MATERIAL PROVIDED.
━━━━━━━━━━━━━━━━
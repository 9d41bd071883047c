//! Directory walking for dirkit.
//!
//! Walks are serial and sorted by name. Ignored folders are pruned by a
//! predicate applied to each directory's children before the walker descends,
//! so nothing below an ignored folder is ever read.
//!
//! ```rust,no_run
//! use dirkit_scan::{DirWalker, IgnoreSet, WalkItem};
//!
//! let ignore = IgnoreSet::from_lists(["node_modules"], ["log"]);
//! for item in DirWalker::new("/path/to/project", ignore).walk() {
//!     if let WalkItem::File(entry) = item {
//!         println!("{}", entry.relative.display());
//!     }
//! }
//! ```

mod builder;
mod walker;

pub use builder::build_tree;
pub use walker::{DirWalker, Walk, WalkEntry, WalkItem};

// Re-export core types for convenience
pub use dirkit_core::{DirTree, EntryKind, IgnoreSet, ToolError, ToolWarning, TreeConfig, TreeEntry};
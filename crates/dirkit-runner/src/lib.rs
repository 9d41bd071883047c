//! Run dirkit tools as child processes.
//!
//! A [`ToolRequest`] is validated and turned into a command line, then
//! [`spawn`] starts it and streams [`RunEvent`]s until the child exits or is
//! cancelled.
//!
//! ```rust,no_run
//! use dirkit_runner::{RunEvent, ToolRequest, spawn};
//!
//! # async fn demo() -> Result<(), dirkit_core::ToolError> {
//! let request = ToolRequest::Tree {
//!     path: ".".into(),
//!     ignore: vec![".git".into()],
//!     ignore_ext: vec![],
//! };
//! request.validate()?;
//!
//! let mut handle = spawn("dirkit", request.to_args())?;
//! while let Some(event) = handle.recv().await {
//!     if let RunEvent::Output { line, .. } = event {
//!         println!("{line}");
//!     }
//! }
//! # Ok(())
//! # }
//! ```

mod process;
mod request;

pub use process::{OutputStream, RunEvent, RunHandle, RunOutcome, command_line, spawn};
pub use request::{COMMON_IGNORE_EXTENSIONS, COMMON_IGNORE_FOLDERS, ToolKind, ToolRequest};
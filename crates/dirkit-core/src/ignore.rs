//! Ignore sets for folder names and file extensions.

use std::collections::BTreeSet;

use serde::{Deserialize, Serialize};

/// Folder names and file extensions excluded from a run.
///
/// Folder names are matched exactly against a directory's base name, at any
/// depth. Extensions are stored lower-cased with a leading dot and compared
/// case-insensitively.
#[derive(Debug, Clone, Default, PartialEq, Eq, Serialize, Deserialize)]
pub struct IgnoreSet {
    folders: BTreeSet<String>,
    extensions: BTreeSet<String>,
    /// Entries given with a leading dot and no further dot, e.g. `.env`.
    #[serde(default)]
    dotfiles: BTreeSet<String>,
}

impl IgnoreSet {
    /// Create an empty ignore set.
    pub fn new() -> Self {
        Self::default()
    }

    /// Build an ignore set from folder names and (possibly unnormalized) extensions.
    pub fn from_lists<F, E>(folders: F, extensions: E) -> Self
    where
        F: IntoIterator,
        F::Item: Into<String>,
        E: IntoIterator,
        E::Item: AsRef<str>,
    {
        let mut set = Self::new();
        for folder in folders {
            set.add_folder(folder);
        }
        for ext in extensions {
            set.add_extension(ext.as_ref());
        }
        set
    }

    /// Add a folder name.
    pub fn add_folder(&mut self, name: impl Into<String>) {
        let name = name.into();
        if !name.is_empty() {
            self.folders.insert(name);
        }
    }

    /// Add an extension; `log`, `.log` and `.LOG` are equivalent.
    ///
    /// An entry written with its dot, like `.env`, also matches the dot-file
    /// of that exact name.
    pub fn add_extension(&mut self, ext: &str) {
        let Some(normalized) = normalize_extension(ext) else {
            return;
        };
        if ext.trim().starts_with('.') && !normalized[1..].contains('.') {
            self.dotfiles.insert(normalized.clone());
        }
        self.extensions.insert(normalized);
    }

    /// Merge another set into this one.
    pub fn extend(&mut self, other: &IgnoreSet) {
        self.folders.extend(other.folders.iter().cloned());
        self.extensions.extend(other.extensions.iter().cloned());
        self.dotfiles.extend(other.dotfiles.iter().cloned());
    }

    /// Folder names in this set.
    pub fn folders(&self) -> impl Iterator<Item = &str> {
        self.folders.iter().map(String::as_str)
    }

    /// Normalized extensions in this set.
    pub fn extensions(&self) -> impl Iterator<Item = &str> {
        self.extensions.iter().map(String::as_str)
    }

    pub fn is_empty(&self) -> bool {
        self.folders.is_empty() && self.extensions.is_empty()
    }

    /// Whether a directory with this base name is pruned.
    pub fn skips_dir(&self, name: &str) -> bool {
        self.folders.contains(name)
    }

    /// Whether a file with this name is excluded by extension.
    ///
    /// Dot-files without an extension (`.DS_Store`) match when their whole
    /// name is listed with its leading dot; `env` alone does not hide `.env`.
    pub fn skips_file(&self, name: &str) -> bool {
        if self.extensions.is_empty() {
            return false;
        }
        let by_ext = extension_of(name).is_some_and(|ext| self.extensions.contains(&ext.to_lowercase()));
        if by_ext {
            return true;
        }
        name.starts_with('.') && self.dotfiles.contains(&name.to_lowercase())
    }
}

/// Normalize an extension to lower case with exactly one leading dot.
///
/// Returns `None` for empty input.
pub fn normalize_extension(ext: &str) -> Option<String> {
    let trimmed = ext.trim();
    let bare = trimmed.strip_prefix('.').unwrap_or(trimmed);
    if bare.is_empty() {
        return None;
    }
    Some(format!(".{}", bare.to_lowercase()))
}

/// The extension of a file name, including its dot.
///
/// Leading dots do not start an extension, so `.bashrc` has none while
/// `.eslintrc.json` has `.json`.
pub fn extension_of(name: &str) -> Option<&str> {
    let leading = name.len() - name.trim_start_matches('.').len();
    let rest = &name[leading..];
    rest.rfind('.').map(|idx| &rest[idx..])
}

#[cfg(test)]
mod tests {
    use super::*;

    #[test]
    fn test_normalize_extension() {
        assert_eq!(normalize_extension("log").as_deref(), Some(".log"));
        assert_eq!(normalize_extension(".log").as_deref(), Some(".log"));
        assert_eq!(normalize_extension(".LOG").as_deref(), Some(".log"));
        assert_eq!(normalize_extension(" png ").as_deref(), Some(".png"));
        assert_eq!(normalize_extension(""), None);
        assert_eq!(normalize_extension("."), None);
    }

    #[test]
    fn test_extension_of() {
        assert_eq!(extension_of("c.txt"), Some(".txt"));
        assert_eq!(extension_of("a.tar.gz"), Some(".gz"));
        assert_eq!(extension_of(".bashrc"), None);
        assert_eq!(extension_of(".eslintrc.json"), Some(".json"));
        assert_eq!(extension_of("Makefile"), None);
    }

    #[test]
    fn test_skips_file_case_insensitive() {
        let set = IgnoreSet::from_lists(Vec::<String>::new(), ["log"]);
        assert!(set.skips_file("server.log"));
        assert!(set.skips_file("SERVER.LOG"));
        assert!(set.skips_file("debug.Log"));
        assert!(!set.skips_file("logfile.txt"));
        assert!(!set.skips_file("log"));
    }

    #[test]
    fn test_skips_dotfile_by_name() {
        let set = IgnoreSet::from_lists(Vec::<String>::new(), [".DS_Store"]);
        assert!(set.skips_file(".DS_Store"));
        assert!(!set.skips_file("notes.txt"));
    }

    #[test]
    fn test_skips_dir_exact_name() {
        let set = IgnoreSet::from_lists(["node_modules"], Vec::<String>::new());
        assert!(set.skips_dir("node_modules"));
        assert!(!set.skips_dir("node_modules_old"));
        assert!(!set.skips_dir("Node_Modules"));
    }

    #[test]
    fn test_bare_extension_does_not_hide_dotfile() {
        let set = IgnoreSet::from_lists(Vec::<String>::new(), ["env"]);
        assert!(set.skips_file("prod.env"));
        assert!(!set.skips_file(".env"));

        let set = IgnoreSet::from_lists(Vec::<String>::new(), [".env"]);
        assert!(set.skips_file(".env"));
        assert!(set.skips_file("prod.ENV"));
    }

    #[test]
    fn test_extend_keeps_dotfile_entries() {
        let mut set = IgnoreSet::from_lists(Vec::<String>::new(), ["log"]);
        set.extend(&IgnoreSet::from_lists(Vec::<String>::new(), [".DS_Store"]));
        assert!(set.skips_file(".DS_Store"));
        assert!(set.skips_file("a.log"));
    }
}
━━━━━━━━━━━━━━━━
WHAT YOU SHOULD DO. Reproduce verbatim the lines above, from the line with "Entries given with" through the line with "pub fn folders(&self)".

RESPONSE.
    /// Entries given with a leading dot and no further dot, e.g. `.env`.
    #[serde(default)]
    dotfiles: BTreeSet<String>,
}

impl IgnoreSet {
    /// Create an empty ignore set.
    pub fn new() -> Self {
        Self::default()
    }

    /// Build an ignore set from folder names and (possibly unnormalized) extensions.
    pub fn from_lists<F, E>(folders: F, extensions: E) -> Self
    where
        F: IntoIterator,
        F::Item: Into<String>,
        E: IntoIterator,
        E::Item: AsRef<str>,
    {
        let mut set = Self::new();
        for folder in folders {
            set.add_folder(folder);
        }
        for ext in extensions {
            set.add_extension(ext.as_ref());
        }
        set
    }

    /// Add a folder name.
    pub fn add_folder(&mut self, name: impl Into<String>) {
        let name = name.into();
        if !name.is_empty() {
            self.folders.insert(name);
        }
    }

    /// Add an extension; `log`, `.log` and `.LOG` are equivalent.
    ///
    /// An entry written with its dot, like `.env`, also matches the dot-file
    /// of that exact name.
    pub fn add_extension(&mut self, ext: &str) {
        let Some(normalized) = normalize_extension(ext) else {
            return;
        };
        if ext.trim().starts_with('.') && !normalized[1..].contains('.') {
            self.dotfiles.insert(normalized.clone());
        }
        self.extensions.insert(normalized);
    }

    /// Merge another set into this one.
    pub fn extend(&mut self, other: &IgnoreSet) {
        self.folders.extend(other.folders.iter().cloned());
        self.extensions.extend(other.extensions.iter().cloned());
        self.dotfiles.extend(other.dotfiles.iter().cloned());
    }

    /// Folder names in this set.
    pub fn folders(&self) -> impl Iterator<Item = &str> {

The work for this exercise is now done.